What you are asked to do:
Begin at the line containing "one lowercase character." in the data below and go on through the line containing "are kept whole.", repeating each line exactly; include both ends and no other line.

═════ Data in this exercise

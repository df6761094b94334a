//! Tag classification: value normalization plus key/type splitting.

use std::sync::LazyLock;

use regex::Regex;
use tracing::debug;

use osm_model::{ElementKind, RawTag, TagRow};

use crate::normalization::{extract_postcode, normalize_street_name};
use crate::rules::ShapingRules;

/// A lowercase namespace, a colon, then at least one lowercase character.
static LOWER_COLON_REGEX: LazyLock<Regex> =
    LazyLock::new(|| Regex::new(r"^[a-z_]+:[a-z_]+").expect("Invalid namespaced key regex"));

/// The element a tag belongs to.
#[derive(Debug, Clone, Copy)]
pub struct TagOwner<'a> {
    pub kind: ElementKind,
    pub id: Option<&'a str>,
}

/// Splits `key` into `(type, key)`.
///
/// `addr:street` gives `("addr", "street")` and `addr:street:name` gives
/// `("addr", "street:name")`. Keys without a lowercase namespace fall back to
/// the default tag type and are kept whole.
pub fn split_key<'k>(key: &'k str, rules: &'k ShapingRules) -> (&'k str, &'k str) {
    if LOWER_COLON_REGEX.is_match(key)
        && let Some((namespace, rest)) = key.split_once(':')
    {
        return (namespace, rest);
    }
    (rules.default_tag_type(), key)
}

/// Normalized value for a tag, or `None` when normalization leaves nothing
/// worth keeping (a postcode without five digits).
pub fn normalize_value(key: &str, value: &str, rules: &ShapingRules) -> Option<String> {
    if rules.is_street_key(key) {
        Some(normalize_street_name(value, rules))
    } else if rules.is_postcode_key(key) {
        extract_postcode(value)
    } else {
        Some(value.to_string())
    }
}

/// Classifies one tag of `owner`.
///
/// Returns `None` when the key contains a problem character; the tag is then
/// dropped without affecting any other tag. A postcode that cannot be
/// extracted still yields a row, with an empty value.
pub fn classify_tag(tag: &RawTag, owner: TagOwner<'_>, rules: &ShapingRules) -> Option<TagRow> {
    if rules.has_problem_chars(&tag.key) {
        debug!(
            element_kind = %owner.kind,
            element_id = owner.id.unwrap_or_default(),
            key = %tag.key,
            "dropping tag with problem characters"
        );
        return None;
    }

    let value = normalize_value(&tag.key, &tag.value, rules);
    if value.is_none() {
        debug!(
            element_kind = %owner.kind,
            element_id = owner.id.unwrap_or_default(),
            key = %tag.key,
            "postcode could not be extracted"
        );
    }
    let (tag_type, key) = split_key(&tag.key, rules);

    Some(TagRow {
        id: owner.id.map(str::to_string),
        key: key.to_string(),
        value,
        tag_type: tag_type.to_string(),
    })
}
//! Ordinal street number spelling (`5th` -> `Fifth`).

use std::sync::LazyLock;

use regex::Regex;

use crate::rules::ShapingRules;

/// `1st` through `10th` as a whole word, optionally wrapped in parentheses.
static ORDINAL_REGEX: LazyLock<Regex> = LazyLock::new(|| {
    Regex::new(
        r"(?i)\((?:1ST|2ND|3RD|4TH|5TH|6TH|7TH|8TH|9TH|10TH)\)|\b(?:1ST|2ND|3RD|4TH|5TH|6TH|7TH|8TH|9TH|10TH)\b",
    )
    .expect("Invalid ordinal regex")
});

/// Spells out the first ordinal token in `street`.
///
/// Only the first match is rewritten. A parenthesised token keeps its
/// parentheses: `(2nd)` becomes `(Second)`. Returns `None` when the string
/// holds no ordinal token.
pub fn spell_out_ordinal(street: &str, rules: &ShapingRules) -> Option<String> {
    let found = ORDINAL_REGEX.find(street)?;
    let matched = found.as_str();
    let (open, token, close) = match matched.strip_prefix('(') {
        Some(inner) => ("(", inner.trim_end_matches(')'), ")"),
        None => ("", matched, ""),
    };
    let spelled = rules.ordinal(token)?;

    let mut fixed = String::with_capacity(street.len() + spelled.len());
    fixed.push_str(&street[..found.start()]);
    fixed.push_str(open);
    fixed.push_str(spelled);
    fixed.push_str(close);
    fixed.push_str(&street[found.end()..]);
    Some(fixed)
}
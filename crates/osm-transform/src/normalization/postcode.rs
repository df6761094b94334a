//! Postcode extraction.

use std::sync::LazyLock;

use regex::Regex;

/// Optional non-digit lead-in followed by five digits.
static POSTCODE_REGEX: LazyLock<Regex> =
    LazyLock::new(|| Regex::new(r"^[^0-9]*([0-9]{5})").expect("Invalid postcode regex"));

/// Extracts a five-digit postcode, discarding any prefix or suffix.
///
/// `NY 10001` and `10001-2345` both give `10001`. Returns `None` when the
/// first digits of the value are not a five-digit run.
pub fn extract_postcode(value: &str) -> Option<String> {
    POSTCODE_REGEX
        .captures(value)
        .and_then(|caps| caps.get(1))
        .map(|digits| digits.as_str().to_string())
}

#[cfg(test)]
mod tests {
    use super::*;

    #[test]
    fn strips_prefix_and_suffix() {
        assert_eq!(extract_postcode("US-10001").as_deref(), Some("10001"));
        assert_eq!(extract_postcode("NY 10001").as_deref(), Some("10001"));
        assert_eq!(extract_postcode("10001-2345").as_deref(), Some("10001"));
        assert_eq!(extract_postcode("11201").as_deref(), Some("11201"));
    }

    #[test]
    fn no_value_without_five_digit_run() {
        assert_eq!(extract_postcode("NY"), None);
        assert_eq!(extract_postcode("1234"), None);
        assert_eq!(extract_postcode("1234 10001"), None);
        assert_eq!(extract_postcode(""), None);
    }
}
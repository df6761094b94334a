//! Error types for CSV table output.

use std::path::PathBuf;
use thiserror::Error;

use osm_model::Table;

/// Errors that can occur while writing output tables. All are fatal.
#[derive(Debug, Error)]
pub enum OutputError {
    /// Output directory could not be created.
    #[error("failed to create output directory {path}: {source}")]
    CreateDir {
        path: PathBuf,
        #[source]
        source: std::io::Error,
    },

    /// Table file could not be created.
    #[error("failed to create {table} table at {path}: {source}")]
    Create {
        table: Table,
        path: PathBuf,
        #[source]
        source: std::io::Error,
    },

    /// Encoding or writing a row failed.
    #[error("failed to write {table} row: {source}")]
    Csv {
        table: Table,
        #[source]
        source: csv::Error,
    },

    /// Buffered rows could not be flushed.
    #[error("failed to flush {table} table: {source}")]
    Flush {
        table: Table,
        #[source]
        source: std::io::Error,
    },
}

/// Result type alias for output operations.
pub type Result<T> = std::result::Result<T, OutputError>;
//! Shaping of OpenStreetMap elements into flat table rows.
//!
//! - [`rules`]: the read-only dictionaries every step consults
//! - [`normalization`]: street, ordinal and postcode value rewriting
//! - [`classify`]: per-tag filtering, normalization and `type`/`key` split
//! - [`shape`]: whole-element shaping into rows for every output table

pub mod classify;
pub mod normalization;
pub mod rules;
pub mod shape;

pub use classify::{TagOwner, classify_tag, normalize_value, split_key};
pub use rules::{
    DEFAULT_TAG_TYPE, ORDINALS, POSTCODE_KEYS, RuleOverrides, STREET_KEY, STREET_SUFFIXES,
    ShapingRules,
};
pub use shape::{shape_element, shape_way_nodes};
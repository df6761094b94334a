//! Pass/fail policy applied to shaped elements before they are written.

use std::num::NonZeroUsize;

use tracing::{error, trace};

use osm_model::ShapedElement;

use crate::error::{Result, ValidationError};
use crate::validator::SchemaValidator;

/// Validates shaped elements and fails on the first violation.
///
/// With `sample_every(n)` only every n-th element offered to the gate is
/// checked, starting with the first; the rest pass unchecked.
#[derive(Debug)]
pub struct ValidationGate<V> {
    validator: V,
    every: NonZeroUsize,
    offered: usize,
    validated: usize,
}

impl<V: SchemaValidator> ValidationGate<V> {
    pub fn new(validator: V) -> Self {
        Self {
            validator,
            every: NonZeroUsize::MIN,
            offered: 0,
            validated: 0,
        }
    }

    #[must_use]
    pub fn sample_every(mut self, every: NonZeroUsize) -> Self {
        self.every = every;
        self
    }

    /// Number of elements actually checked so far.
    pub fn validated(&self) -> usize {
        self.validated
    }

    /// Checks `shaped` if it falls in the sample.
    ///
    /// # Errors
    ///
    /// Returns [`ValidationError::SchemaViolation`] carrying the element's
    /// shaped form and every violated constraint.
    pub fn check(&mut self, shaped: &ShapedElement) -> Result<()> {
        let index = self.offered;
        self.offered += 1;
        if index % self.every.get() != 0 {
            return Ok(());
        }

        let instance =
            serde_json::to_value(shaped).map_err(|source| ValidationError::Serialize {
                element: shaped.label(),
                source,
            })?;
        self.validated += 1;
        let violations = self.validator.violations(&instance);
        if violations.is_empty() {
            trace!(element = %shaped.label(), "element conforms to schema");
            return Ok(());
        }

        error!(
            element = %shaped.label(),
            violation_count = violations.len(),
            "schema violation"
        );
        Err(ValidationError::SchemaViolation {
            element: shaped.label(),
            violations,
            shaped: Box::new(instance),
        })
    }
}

══════════

Result:
/// A lowercase namespace, a colon, then at least one lowercase character.
static LOWER_COLON_REGEX: LazyLock<Regex> =
    LazyLock::new(|| Regex::new(r"^[a-z_]+:[a-z_]+").expect("Invalid namespaced key regex"));

/// The element a tag belongs to.
#[derive(Debug, Clone, Copy)]
pub struct TagOwner<'a> {
    pub kind: ElementKind,
    pub id: Option<&'a str>,
}

/// Splits `key` into `(type, key)`.
///
/// `addr:street` gives `("addr", "street")` and `addr:street:name` gives
/// `("addr", "street:name")`. Keys without a lowercase namespace fall back to
/// the default tag type and are kept whole.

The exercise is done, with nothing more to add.